Task directions :: The expected response is a copy of every line in the entries below that includes the word "stored".

Data for analysis ::
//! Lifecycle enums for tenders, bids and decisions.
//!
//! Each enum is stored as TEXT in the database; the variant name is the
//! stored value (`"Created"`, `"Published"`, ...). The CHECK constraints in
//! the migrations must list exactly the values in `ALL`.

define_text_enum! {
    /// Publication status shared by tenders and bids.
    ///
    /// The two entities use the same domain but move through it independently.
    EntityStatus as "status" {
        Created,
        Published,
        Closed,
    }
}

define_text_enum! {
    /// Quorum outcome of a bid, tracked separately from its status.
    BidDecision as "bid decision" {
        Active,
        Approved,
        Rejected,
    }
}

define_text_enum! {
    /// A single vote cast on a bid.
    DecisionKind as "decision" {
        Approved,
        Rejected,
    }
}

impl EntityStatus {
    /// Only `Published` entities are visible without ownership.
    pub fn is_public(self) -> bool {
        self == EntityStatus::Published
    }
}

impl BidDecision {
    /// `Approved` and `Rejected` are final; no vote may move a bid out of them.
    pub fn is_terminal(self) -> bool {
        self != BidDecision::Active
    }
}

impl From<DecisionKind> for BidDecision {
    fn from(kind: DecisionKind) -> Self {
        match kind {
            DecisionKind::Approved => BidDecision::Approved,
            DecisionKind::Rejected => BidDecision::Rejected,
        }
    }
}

Your solution ::
//! Each enum is stored as TEXT in the database; the variant name is the
//! stored value (`"Created"`, `"Published"`, ...). The CHECK constraints in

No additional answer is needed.